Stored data
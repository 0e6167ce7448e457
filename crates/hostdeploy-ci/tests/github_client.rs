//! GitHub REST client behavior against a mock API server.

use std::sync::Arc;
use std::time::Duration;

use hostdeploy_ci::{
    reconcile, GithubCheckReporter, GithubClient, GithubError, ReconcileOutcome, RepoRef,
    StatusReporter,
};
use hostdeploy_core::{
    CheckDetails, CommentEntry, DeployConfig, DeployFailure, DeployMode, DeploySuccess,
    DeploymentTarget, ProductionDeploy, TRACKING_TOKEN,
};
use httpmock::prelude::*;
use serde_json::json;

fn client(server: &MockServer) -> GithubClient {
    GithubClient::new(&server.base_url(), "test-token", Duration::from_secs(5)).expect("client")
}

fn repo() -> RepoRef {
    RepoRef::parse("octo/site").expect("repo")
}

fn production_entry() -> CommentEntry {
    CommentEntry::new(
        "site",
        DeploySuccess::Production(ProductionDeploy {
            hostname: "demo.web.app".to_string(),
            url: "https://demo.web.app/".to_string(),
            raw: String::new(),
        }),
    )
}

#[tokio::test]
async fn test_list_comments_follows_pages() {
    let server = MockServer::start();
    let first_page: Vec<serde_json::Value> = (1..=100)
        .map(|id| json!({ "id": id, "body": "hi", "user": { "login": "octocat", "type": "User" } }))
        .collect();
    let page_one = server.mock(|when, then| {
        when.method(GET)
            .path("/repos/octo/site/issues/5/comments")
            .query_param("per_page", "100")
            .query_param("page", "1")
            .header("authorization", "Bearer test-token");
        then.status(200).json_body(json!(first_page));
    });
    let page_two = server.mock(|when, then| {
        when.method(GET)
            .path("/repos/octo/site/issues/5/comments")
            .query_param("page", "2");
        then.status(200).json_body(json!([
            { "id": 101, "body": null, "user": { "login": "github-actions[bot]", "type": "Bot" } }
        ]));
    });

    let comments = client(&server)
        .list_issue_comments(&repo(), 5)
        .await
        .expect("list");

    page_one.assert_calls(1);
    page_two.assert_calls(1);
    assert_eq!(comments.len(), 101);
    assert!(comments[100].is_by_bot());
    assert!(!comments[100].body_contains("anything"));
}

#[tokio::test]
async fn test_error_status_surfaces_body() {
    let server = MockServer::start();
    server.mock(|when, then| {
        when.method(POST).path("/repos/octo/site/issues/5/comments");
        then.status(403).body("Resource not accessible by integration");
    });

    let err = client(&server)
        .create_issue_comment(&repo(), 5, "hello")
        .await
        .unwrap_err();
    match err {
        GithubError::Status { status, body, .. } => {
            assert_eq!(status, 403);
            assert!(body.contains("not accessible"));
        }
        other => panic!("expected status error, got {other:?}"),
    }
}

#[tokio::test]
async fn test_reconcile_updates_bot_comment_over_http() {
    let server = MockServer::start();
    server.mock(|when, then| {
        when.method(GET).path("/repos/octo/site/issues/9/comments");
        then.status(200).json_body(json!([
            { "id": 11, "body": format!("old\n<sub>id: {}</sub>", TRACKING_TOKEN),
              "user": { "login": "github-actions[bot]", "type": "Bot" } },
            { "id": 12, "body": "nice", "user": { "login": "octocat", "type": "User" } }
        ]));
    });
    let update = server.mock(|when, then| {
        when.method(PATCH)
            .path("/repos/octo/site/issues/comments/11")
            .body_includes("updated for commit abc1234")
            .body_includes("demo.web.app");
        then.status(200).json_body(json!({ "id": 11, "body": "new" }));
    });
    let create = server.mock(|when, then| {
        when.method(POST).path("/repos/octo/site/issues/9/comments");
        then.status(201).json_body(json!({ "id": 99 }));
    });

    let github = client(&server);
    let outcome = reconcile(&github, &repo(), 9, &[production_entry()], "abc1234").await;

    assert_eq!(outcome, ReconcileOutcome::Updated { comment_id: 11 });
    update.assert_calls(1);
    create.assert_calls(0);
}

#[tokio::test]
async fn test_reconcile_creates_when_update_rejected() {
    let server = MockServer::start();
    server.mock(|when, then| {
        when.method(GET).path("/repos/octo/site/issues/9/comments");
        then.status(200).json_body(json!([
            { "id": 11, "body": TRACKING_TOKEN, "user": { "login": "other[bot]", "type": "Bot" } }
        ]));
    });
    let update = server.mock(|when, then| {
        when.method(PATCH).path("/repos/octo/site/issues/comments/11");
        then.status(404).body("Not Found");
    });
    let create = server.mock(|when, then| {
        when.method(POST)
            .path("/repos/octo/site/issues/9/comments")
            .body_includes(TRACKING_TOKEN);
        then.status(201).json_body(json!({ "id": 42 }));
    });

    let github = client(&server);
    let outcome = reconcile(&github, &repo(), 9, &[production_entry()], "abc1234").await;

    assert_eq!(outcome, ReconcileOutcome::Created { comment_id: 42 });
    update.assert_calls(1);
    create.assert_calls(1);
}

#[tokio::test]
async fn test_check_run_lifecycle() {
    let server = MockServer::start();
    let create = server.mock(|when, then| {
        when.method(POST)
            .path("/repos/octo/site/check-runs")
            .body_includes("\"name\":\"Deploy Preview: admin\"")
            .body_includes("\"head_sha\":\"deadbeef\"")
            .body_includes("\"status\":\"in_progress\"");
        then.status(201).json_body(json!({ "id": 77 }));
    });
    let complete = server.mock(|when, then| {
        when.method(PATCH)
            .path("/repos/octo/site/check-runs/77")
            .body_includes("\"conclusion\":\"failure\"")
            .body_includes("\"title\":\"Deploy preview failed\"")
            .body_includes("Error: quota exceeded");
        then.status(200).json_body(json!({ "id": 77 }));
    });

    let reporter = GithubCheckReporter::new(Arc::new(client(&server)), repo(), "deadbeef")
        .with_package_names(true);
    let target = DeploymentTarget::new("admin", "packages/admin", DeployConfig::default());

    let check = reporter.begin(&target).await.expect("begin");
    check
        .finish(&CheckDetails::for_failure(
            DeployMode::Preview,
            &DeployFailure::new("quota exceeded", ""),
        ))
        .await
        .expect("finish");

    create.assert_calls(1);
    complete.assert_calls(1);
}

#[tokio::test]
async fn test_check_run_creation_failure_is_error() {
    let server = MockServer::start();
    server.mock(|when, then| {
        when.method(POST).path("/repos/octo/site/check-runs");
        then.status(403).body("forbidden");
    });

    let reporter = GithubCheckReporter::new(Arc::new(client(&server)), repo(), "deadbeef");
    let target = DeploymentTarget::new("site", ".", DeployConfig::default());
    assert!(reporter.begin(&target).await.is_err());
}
--
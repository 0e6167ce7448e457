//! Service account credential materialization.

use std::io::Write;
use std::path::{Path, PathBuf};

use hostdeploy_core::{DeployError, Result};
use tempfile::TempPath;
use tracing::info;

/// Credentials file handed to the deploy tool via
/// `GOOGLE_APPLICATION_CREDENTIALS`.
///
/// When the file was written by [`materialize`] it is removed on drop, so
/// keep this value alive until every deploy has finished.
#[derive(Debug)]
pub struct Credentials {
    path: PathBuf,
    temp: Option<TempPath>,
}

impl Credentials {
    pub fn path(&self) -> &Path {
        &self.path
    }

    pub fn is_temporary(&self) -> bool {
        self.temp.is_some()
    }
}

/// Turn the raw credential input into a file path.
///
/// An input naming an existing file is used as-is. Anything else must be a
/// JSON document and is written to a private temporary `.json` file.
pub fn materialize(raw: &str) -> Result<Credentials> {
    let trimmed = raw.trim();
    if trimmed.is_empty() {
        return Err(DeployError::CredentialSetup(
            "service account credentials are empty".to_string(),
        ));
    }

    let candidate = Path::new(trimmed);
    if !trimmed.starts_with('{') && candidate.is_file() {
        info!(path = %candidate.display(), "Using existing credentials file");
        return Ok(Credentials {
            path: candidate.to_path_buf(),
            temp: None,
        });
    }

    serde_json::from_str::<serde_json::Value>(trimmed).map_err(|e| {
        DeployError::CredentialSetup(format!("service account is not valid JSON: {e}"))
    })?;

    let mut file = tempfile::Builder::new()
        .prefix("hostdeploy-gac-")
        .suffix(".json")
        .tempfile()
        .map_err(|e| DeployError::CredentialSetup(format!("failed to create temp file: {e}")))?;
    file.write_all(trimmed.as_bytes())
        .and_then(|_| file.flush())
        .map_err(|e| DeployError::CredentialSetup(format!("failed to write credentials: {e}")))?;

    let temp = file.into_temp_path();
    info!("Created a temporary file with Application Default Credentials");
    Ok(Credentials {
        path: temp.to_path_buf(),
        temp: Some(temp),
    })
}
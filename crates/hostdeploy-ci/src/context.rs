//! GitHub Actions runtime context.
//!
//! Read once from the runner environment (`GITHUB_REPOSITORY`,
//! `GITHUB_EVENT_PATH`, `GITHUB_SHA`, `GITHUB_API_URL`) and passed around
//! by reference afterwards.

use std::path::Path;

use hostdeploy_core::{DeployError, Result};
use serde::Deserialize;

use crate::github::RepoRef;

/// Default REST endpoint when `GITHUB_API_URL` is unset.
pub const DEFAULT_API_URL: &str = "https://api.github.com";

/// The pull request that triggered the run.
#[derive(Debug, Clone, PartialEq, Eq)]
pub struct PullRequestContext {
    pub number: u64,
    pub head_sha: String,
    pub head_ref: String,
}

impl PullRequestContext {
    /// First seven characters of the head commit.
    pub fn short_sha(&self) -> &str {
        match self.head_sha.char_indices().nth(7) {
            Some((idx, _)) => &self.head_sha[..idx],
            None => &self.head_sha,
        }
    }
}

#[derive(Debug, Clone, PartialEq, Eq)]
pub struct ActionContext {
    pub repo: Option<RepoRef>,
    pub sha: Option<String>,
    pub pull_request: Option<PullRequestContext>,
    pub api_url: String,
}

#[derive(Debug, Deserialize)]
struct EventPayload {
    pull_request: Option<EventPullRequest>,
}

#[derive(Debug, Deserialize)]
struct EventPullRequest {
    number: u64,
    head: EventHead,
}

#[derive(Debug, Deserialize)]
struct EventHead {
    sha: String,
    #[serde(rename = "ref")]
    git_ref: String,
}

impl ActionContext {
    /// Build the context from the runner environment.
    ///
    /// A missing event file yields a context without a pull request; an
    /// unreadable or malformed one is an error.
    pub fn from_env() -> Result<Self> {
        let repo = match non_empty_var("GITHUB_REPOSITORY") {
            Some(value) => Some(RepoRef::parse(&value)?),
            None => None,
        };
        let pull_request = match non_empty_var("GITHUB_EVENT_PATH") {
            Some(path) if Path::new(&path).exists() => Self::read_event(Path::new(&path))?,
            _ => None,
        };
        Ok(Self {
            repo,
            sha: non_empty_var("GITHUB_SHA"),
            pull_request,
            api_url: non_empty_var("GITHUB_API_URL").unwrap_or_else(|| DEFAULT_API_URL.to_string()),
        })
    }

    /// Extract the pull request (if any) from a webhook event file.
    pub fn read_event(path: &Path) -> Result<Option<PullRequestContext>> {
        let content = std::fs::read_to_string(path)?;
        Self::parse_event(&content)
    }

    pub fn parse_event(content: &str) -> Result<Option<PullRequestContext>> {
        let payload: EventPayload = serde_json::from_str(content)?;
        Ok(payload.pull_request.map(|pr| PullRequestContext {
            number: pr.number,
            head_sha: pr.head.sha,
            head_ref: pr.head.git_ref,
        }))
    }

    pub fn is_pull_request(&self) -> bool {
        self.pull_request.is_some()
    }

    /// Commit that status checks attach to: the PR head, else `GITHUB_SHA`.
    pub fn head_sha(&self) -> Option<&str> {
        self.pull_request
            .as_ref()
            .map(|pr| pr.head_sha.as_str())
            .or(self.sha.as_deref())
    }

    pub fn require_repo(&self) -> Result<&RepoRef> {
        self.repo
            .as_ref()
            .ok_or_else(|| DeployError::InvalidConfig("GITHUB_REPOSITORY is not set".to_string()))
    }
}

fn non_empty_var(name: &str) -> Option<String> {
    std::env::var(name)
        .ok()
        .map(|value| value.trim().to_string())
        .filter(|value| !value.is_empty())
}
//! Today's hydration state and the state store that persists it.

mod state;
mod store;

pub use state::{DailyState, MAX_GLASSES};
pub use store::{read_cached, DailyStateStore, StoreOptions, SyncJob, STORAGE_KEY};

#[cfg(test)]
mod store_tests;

*TASK*
Above are some records; copy exactly the lines from the one with "pub fn parse_event(content: &str)" through the one with "mod store_tests;", both included, and no others.

*REPLY TO THE EXERCISE*
    pub fn parse_event(content: &str) -> Result<Option<PullRequestContext>> {
        let payload: EventPayload = serde_json::from_str(content)?;
        Ok(payload.pull_request.map(|pr| PullRequestContext {
            number: pr.number,
            head_sha: pr.head.sha,
            head_ref: pr.head.git_ref,
        }))
    }

    pub fn is_pull_request(&self) -> bool {
        self.pull_request.is_some()
    }

    /// Commit that status checks attach to: the PR head, else `GITHUB_SHA`.
    pub fn head_sha(&self) -> Option<&str> {
        self.pull_request
            .as_ref()
            .map(|pr| pr.head_sha.as_str())
            .or(self.sha.as_deref())
    }

    pub fn require_repo(&self) -> Result<&RepoRef> {
        self.repo
            .as_ref()
            .ok_or_else(|| DeployError::InvalidConfig("GITHUB_REPOSITORY is not set".to_string()))
    }
}

fn non_empty_var(name: &str) -> Option<String> {
    std::env::var(name)
        .ok()
        .map(|value| value.trim().to_string())
        .filter(|value| !value.is_empty())
}
//! Today's hydration state and the state store that persists it.

mod state;
mod store;

pub use state::{DailyState, MAX_GLASSES};
pub use store::{read_cached, DailyStateStore, StoreOptions, SyncJob, STORAGE_KEY};

#[cfg(test)]
mod store_tests;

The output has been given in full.